## TASK INPUTS:
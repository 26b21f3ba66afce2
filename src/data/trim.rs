// trim.rs - Coordinate trimming and ambiguous-base stripping

use serde::{Deserialize, Serialize};

use crate::error::{DndsError, TrimError};

/// The "unknown base" symbol stripped from both sequence ends.
pub const AMBIGUOUS_BASE: u8 = b'N';

/// Optional 1-based inclusive trim coordinates.
#[derive(Debug, Clone, Copy, Default, PartialEq, Eq, Serialize, Deserialize)]
pub struct TrimWindow {
    pub start: Option<usize>,
    pub stop: Option<usize>,
}

impl TrimWindow {
    /// Validate coordinates before any record is touched. A zero start or a
    /// start beyond the stop is a configuration error.
    pub fn new(start: Option<usize>, stop: Option<usize>) -> Result<Self, DndsError> {
        if start == Some(0) {
            return Err(DndsError::config("--start is 1-based and must be at least 1"));
        }
        if stop == Some(0) {
            return Err(DndsError::config("--stop is 1-based and must be at least 1"));
        }
        if let (Some(start), Some(stop)) = (start, stop) {
            if start > stop {
                return Err(DndsError::config(format!(
                    "--start ({}) must not exceed --stop ({})",
                    start, stop
                )));
            }
        }
        Ok(Self { start, stop })
    }

    pub fn full() -> Self {
        Self::default()
    }

    pub fn is_full(&self) -> bool {
        self.start.is_none() && self.stop.is_none()
    }

    /// Zero-based half-open range for a sequence of `length` bases.
    fn resolve(&self, length: usize) -> Result<std::ops::Range<usize>, TrimError> {
        let start = self.start.unwrap_or(1);
        let stop = self.stop.unwrap_or(length);
        if start > length || stop > length || start > stop {
            return Err(TrimError::OutOfRangeTrim { start, stop, length });
        }
        Ok(start - 1..stop)
    }
}

#[derive(Debug, Clone, Copy, Default)]
pub struct SequenceTrimmer {
    window: TrimWindow,
}

impl SequenceTrimmer {
    pub fn new(window: TrimWindow) -> Self {
        Self { window }
    }

    pub fn window(&self) -> TrimWindow {
        self.window
    }

    /// Uppercase, cut to the window, then strip leading and trailing `N`
    /// runs. No padding is applied.
    pub fn trim(&self, sequence: &[u8]) -> Result<Vec<u8>, TrimError> {
        let range = if self.window.is_full() {
            0..sequence.len()
        } else {
            self.window.resolve(sequence.len())?
        };

        let window = &sequence[range];
        let first = window
            .iter()
            .position(|b| !b.eq_ignore_ascii_case(&AMBIGUOUS_BASE));
        let trimmed: &[u8] = match first {
            Some(first) => {
                let last = window
                    .iter()
                    .rposition(|b| !b.eq_ignore_ascii_case(&AMBIGUOUS_BASE))
                    .unwrap_or(first);
                &window[first..=last]
            }
            None => &[],
        };

        Ok(trimmed.to_ascii_uppercase())
    }
}

#[cfg(test)]
mod tests {
    use super::*;

    #[test]
    fn test_window_within_bounds() {
        let seq = vec![b'A'; 615];
        let trimmer = SequenceTrimmer::new(TrimWindow::new(Some(1), Some(612)).unwrap());
        assert_eq!(trimmer.trim(&seq).unwrap().len(), 612);
    }

    #[test]
    fn test_window_out_of_range() {
        let seq = vec![b'A'; 615];
        let trimmer = SequenceTrimmer::new(TrimWindow::new(Some(1), Some(700)).unwrap());
        assert_eq!(
            trimmer.trim(&seq),
            Err(TrimError::OutOfRangeTrim { start: 1, stop: 700, length: 615 })
        );

        let trimmer = SequenceTrimmer::new(TrimWindow::new(Some(620), None).unwrap());
        assert!(trimmer.trim(&seq).is_err());
    }

    #[test]
    fn test_open_ended_windows() {
        let seq = b"ACGTACGTAC";
        let from = SequenceTrimmer::new(TrimWindow::new(Some(3), None).unwrap());
        assert_eq!(from.trim(seq).unwrap(), b"GTACGTAC".to_vec());

        let until = SequenceTrimmer::new(TrimWindow::new(None, Some(4)).unwrap());
        assert_eq!(until.trim(seq).unwrap(), b"ACGT".to_vec());
    }

    #[test]
    fn test_strips_ambiguous_runs_after_windowing() {
        let trimmer = SequenceTrimmer::default();
        assert_eq!(trimmer.trim(b"nnNacgtNNacgNNN").unwrap(), b"ACGTNNACG".to_vec());
        assert_eq!(trimmer.trim(b"NNNN").unwrap(), Vec::<u8>::new());
        assert_eq!(trimmer.trim(b"").unwrap(), Vec::<u8>::new());

        let windowed = SequenceTrimmer::new(TrimWindow::new(Some(2), Some(6)).unwrap());
        assert_eq!(windowed.trim(b"ANNACGT").unwrap(), b"ACG".to_vec());
    }

    #[test]
    fn test_invalid_coordinates_are_config_errors() {
        assert!(TrimWindow::new(Some(0), Some(10)).is_err());
        assert!(TrimWindow::new(Some(10), Some(5)).is_err());
        assert!(TrimWindow::new(None, Some(0)).is_err());
        assert!(TrimWindow::new(Some(5), Some(5)).is_ok());
        assert!(TrimWindow::new(None, None).unwrap().is_full());
    }
}
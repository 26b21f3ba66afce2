// error.rs - Error types shared across the crate

use std::path::PathBuf;
use std::time::Duration;
use thiserror::Error;

/// Fatal, run-level errors. Anything in here aborts before (or instead of)
/// producing a summary table.
#[derive(Debug, Error)]
pub enum DndsError {
    #[error("configuration error: {0}")]
    Config(String),

    #[error("failed to read '{path}': {source}")]
    Input {
        path: PathBuf,
        #[source]
        source: std::io::Error,
    },

    #[error("failed to write '{path}': {source}")]
    Output {
        path: PathBuf,
        #[source]
        source: std::io::Error,
    },

    #[error("invalid FASTA record in '{path}': {message}")]
    Fasta { path: PathBuf, message: String },

    #[error("CSV error: {0}")]
    Csv(#[from] csv::Error),

    #[error("JSON error: {0}")]
    Json(#[from] serde_json::Error),

    #[error("failed to build worker pool: {0}")]
    ThreadPool(#[from] rayon::ThreadPoolBuildError),

    #[error("no usable sequences after trimming and filtering")]
    NoUsableSequences,

    #[error("rate estimation produced zero usable results")]
    NoResults,
}

impl DndsError {
    pub fn config(message: impl Into<String>) -> Self {
        DndsError::Config(message.into())
    }
}

/// Per-record trimming failure. The record is dropped, the run continues.
#[derive(Debug, Clone, PartialEq, Eq, Error)]
pub enum TrimError {
    #[error("trim window {start}..={stop} is outside a sequence of length {length}")]
    OutOfRangeTrim {
        start: usize,
        stop: usize,
        length: usize,
    },
}

/// Per-pair estimation failure. Excluded from aggregation, never fatal.
#[derive(Debug, Clone, PartialEq, Error)]
pub enum RateError {
    #[error("coding lengths differ ({0} vs {1} nt)")]
    LengthMismatch(usize, usize),

    #[error("no comparable codons")]
    NoComparableCodons,

    #[error("substitution saturation (p = {0:.3})")]
    Saturated(f64),

    #[error("external tool failed: {0}")]
    ToolFailed(String),

    #[error("external tool timed out after {0:?}")]
    Timeout(Duration),

    #[error("malformed estimator output: {0}")]
    MalformedOutput(String),

    #[error("estimator panicked: {0}")]
    Panicked(String),
}

impl RateError {
    /// Failures worth a second attempt: the external process could not be
    /// started or exited abnormally. Everything else is deterministic.
    pub fn is_transient(&self) -> bool {
        matches!(self, RateError::ToolFailed(_))
    }
}

#[cfg(test)]
mod tests {
    use super::*;

    #[test]
    fn test_transient_classification() {
        assert!(RateError::ToolFailed("exit status 1".to_string()).is_transient());
        assert!(!RateError::Timeout(Duration::from_secs(5)).is_transient());
        assert!(!RateError::LengthMismatch(9, 12).is_transient());
        assert!(!RateError::NoComparableCodons.is_transient());
    }

    #[test]
    fn test_trim_error_message() {
        let err = TrimError::OutOfRangeTrim { start: 1, stop: 700, length: 615 };
        assert_eq!(
            err.to_string(),
            "trim window 1..=700 is outside a sequence of length 615"
        );
    }
}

## WHAT IS BEING ASKED:
From the first line of the records through the line with "pub fn new(start: Option<usize>, stop: Option<usize>)", retype everything word for word, including both ends.

## YOUR SOLUTION:
repository 26b21f3ba66afce2
filename src/data/trim.rs
// trim.rs - Coordinate trimming and ambiguous-base stripping

use serde::{Deserialize, Serialize};

use crate::error::{DndsError, TrimError};

/// The "unknown base" symbol stripped from both sequence ends.
pub const AMBIGUOUS_BASE: u8 = b'N';

/// Optional 1-based inclusive trim coordinates.
#[derive(Debug, Clone, Copy, Default, PartialEq, Eq, Serialize, Deserialize)]
pub struct TrimWindow {
    pub start: Option<usize>,
    pub stop: Option<usize>,
}

impl TrimWindow {
    /// Validate coordinates before any record is touched. A zero start or a
    /// start beyond the stop is a configuration error.
    pub fn new(start: Option<usize>, stop: Option<usize>) -> Result<Self, DndsError> {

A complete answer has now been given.